At the breaking point now, Dan got back in touch with Stephanie. “I called her and said, ‘I’m in a world of hurt with these people.’ ”

Navigating the system

Dan says, “Stephanie knows the system, she knows what’s right, how to take care of things. She kept saying, ‘This is outRAGEous!’ So, she immediately sends a request for an extension. And then she got me in touch with Tony [a Family Assistance Legal Intern]. And then after that, it was all phones and emails and letters. ‘Can you do this?’ And I’d do it. And he would ask me to fill this out so he could get medical records, so I’d fill this out and send it back.

“They saved me a world of all that grief, stress. And I suppose they do that for a lot of other people. I still don’t know the system! And I finally got the MRI in July. As this radiologist says, it’s worsened since the last MRI. They found me incapacitated for another year. And so Stephanie and Tony got them off my back. They handled all the interoffice communications. So that’s what they did for me; they got the stress off.

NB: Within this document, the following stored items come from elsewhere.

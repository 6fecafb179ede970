//! Desired-state descriptor
//!
//! The host hands every lifecycle call a flat, loosely typed option set
//! ([`DriverOptions`]). [`ClusterSpec::from_options`] is the single
//! parse-and-validate step that turns it into a typed target state; nothing
//! downstream looks at raw option keys.

pub mod flags;

use std::collections::{BTreeMap, BTreeSet, HashMap};

use serde::{Deserialize, Serialize};

use crate::Error;

/// Option keys understood by the driver, with their legacy camelCase aliases
pub mod keys {
    /// Linode personal access token
    pub const ACCESS_TOKEN: &[&str] = &["access-token", "accessToken"];
    /// Internal name of the cluster in the host
    pub const NAME: &[&str] = &["name"];
    /// Remote label
    pub const LABEL: &[&str] = &["label"];
    /// Free-text description
    pub const DESCRIPTION: &[&str] = &["description"];
    /// Region to launch the cluster in
    pub const REGION: &[&str] = &["region"];
    /// Kubernetes version
    pub const KUBERNETES_VERSION: &[&str] = &["kubernetes-version", "kubernetesVersion"];
    /// Cluster tags
    pub const TAGS: &[&str] = &["tags"];
    /// Node pools as `<type>=<count>` entries
    pub const NODE_POOLS: &[&str] = &["node-pools", "nodePools"];
    /// High-availability control plane
    pub const HIGH_AVAILABILITY: &[&str] = &["high-availability", "highAvailability"];
}

/// A string list option value
#[derive(Clone, Debug, Default, Deserialize, Serialize, PartialEq, Eq)]
pub struct StringSlice {
    /// The list entries
    #[serde(default)]
    pub value: Vec<String>,
}

impl From<Vec<String>> for StringSlice {
    fn from(value: Vec<String>) -> Self {
        Self { value }
    }
}

/// Flat key/value options supplied by the host
#[derive(Clone, Debug, Default, Deserialize, Serialize, PartialEq)]
#[serde(rename_all = "camelCase")]
pub struct DriverOptions {
    /// Boolean options; a present key is an explicit preference
    #[serde(default)]
    pub bool_options: HashMap<String, bool>,
    /// String options
    #[serde(default)]
    pub string_options: HashMap<String, String>,
    /// Integer options
    #[serde(default)]
    pub int_options: HashMap<String, i64>,
    /// String list options
    #[serde(default)]
    pub string_slice_options: HashMap<String, StringSlice>,
}

impl DriverOptions {
    /// First string value found under any of `keys`, or empty
    pub fn string(&self, keys: &[&str]) -> String {
        keys.iter()
            .find_map(|k| self.string_options.get(*k))
            .cloned()
            .unwrap_or_default()
    }

    /// First boolean found under any of `keys`; `None` when unset
    pub fn bool_opt(&self, keys: &[&str]) -> Option<bool> {
        keys.iter().find_map(|k| self.bool_options.get(*k).copied())
    }

    /// First string list found under any of `keys`
    pub fn string_slice(&self, keys: &[&str]) -> Option<&[String]> {
        keys.iter()
            .find_map(|k| self.string_slice_options.get(*k))
            .map(|s| s.value.as_slice())
    }

    /// Builder helper: set a string option
    pub fn with_string(mut self, key: &str, value: impl Into<String>) -> Self {
        self.string_options.insert(key.to_string(), value.into());
        self
    }

    /// Builder helper: set a boolean option
    pub fn with_bool(mut self, key: &str, value: bool) -> Self {
        self.bool_options.insert(key.to_string(), value);
        self
    }

    /// Builder helper: set a string list option
    pub fn with_strings<I, S>(mut self, key: &str, values: I) -> Self
    where
        I: IntoIterator<Item = S>,
        S: Into<String>,
    {
        let value = values.into_iter().map(Into::into).collect::<Vec<_>>();
        self.string_slice_options
            .insert(key.to_string(), StringSlice::from(value));
        self
    }
}

/// Desired (or recorded) state of one LKE cluster
///
/// Serialized with PascalCase keys so state blobs written by earlier driver
/// releases keep decoding.
#[derive(Clone, Default, Deserialize, Serialize, PartialEq, Eq)]
#[serde(rename_all = "PascalCase")]
pub struct ClusterSpec {
    /// Linode personal access token
    #[serde(default)]
    pub access_token: String,
    /// Internal name of the cluster in the host
    #[serde(default)]
    pub name: String,
    /// Remote label
    #[serde(default)]
    pub label: String,
    /// Free-text description
    #[serde(default)]
    pub description: String,
    /// Region the cluster runs in
    #[serde(default)]
    pub region: String,
    /// Kubernetes version
    #[serde(default, rename = "K8sVersion")]
    pub kubernetes_version: String,
    /// Cluster tags; compared as a set
    #[serde(default, deserialize_with = "null_as_default")]
    pub tags: Vec<String>,
    /// Pool type → desired node count
    #[serde(default, deserialize_with = "null_as_default")]
    pub node_pools: BTreeMap<String, u32>,
    /// HA control plane preference; `None` means "no preference"
    #[serde(default)]
    pub high_availability: Option<bool>,
}

impl std::fmt::Debug for ClusterSpec {
    fn fmt(&self, f: &mut std::fmt::Formatter<'_>) -> std::fmt::Result {
        f.debug_struct("ClusterSpec")
            .field("name", &self.name)
            .field("label", &self.label)
            .field("region", &self.region)
            .field("kubernetes_version", &self.kubernetes_version)
            .field("tags", &self.tags)
            .field("node_pools", &self.node_pools)
            .field("high_availability", &self.high_availability)
            .finish_non_exhaustive()
    }
}

fn null_as_default<'de, D, T>(deserializer: D) -> Result<T, D::Error>
where
    D: serde::Deserializer<'de>,
    T: Default + Deserialize<'de>,
{
    Ok(Option::<T>::deserialize(deserializer)?.unwrap_or_default())
}

impl ClusterSpec {
    /// Parse and validate the host's options
    ///
    /// Missing strings become empty, missing tags an empty list, and a missing
    /// high-availability flag `None`.
    pub fn from_options(opts: &DriverOptions) -> Result<Self, Error> {
        let tags = opts
            .string_slice(keys::TAGS)
            .map(<[String]>::to_vec)
            .unwrap_or_default();

        let node_pools = match opts.string_slice(keys::NODE_POOLS) {
            Some(entries) => parse_node_pools(entries)?,
            None => BTreeMap::new(),
        };

        let spec = Self {
            access_token: opts.string(keys::ACCESS_TOKEN),
            name: opts.string(keys::NAME),
            label: opts.string(keys::LABEL),
            description: opts.string(keys::DESCRIPTION),
            region: opts.string(keys::REGION),
            kubernetes_version: opts.string(keys::KUBERNETES_VERSION),
            tags,
            node_pools,
            high_availability: opts.bool_opt(keys::HIGH_AVAILABILITY),
        };
        spec.validate()?;
        Ok(spec)
    }

    /// Check the node-pool invariant: non-empty, every count at least 1
    pub fn validate(&self) -> Result<(), Error> {
        if self.node_pools.is_empty() {
            return Err(Error::validation("at least one NodePool is required"));
        }
        for (pool_type, count) in &self.node_pools {
            if *count == 0 {
                return Err(Error::validation(format!(
                    "at least 1 node required for NodePool={}",
                    pool_type
                )));
            }
        }
        Ok(())
    }

    /// Sum of desired node counts over all pools
    pub fn node_count(&self) -> u64 {
        self.node_pools.values().map(|c| u64::from(*c)).sum()
    }

    /// Tags as a set, for order-insensitive comparison
    pub fn tag_set(&self) -> BTreeSet<&str> {
        self.tags.iter().map(String::as_str).collect()
    }
}

/// Parse `<pool-type>=<count>` entries; a later entry for a type wins
fn parse_node_pools(entries: &[String]) -> Result<BTreeMap<String, u32>, Error> {
    let mut pools = BTreeMap::new();
    for entry in entries {
        let (pool_type, count) = entry.split_once('=').ok_or_else(|| {
            Error::validation(format!(
                "node pool entry {:?} must have the form <type>=<count>",
                entry
            ))
        })?;
        let pool_type = pool_type.trim();
        if pool_type.is_empty() || count.contains('=') {
            return Err(Error::validation(format!(
                "node pool entry {:?} must have the form <type>=<count>",
                entry
            )));
        }
        let count: i64 = count.trim().parse().map_err(|_| {
            Error::validation(format!(
                "failed to parse node count {} for pool of node type {}",
                count, pool_type
            ))
        })?;
        if count <= 0 {
            return Err(Error::validation(format!(
                "at least 1 node required for NodePool={}",
                pool_type
            )));
        }
        let count = u32::try_from(count).map_err(|_| {
            Error::validation(format!(
                "node count {} for NodePool={} is too large",
                count, pool_type
            ))
        })?;
        pools.insert(pool_type.to_string(), count);
    }
    Ok(pools)
}

#[cfg(test)]
mod tests {
    use super::*;

    fn base_options() -> DriverOptions {
        DriverOptions::default()
            .with_string("access-token", "token")
            .with_string("name", "c-abc12")
            .with_string("label", "prod-east")
            .with_string("region", "us-east")
            .with_string("kubernetes-version", "1.31")
            .with_strings("tags", ["rancher", "lke"])
            .with_strings("node-pools", ["g6-standard-1=2", "g6-standard-2=1"])
    }

    #[test]
    fn parses_a_complete_descriptor() {
        let spec = ClusterSpec::from_options(&base_options()).unwrap();
        assert_eq!(spec.access_token, "token");
        assert_eq!(spec.label, "prod-east");
        assert_eq!(spec.kubernetes_version, "1.31");
        assert_eq!(spec.tags, vec!["rancher", "lke"]);
        assert_eq!(spec.node_pools.get("g6-standard-1"), Some(&2));
        assert_eq!(spec.node_pools.get("g6-standard-2"), Some(&1));
        assert_eq!(spec.node_count(), 3);
        assert_eq!(spec.high_availability, None);
    }

    #[test]
    fn accepts_camel_case_aliases() {
        let opts = DriverOptions::default()
            .with_string("accessToken", "t")
            .with_string("kubernetesVersion", "1.30")
            .with_strings("nodePools", ["g6-standard-1=1"])
            .with_bool("highAvailability", false);
        let spec = ClusterSpec::from_options(&opts).unwrap();
        assert_eq!(spec.access_token, "t");
        assert_eq!(spec.kubernetes_version, "1.30");
        assert_eq!(spec.high_availability, Some(false));
    }

    #[test]
    fn high_availability_is_tri_state() {
        let unset = ClusterSpec::from_options(&base_options()).unwrap();
        assert_eq!(unset.high_availability, None);

        let off =
            ClusterSpec::from_options(&base_options().with_bool("high-availability", false))
                .unwrap();
        assert_eq!(off.high_availability, Some(false));

        let on = ClusterSpec::from_options(&base_options().with_bool("high-availability", true))
            .unwrap();
        assert_eq!(on.high_availability, Some(true));
    }

    #[test]
    fn rejects_missing_node_pools() {
        let opts = DriverOptions::default().with_string("access-token", "t");
        let err = ClusterSpec::from_options(&opts).unwrap_err();
        assert!(err.to_string().contains("at least one NodePool"));

        let opts = opts.with_strings("node-pools", Vec::<String>::new());
        assert!(matches!(
            ClusterSpec::from_options(&opts),
            Err(Error::Validation(_))
        ));
    }

    #[test]
    fn rejects_non_positive_counts() {
        for entry in ["g6-standard-1=0", "g6-standard-1=-3"] {
            let opts = base_options().with_strings("node-pools", [entry]);
            let err = ClusterSpec::from_options(&opts).unwrap_err();
            assert!(
                err.to_string().contains("at least 1 node required"),
                "{entry}: {err}"
            );
        }
    }

    #[test]
    fn rejects_unparsable_entries() {
        for entry in ["g6-standard-1=two", "g6-standard-1", "=2", "a=1=2"] {
            let opts = base_options().with_strings("node-pools", [entry]);
            assert!(
                matches!(ClusterSpec::from_options(&opts), Err(Error::Validation(_))),
                "{entry} should be rejected"
            );
        }
    }

    #[test]
    fn later_entry_for_same_type_wins() {
        let opts = base_options().with_strings("node-pools", ["g6-standard-1=2", "g6-standard-1=4"]);
        let spec = ClusterSpec::from_options(&opts).unwrap();
        assert_eq!(spec.node_pools.len(), 1);
        assert_eq!(spec.node_pools["g6-standard-1"], 4);
    }

    #[test]
    fn tag_set_ignores_order_and_duplicates() {
        let a = ClusterSpec {
            tags: vec!["x".into(), "y".into(), "x".into()],
            ..Default::default()
        };
        let b = ClusterSpec {
            tags: vec!["y".into(), "x".into()],
            ..Default::default()
        };
        assert_eq!(a.tag_set(), b.tag_set());
    }

    #[test]
    fn debug_output_hides_the_access_token() {
        let spec = ClusterSpec::from_options(&base_options()).unwrap();
        let rendered = format!("{:?}", spec);
        assert!(!rendered.contains("token"));
        assert!(rendered.contains("prod-east"));
    }

    #[test]
    fn options_decode_from_host_json() {
        let json = r#"{
            "stringOptions": {"access-token": "t", "region": "us-west"},
            "boolOptions": {"high-availability": true},
            "stringSliceOptions": {"node-pools": {"value": ["g6-standard-1=3"]}}
        }"#;
        let opts: DriverOptions = serde_json::from_str(json).unwrap();
        let spec = ClusterSpec::from_options(&opts).unwrap();
        assert_eq!(spec.region, "us-west");
        assert_eq!(spec.high_availability, Some(true));
        assert_eq!(spec.node_pools["g6-standard-1"], 3);
    }
}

“This was a completely honest injury, on the job. There’s a lot of people in a bad way that are not there because of drugs, alcohol or crime. It’s just the facts of life. And anyone could end up there.

“Here I am, five years later, six surgeries later, trying to get back into the workforce, trying to get a home going, a daily ritual. I do what I can, I volunteer. I give back what I can so I’m not just leaching off the system. And without their help, who knows where I would be.”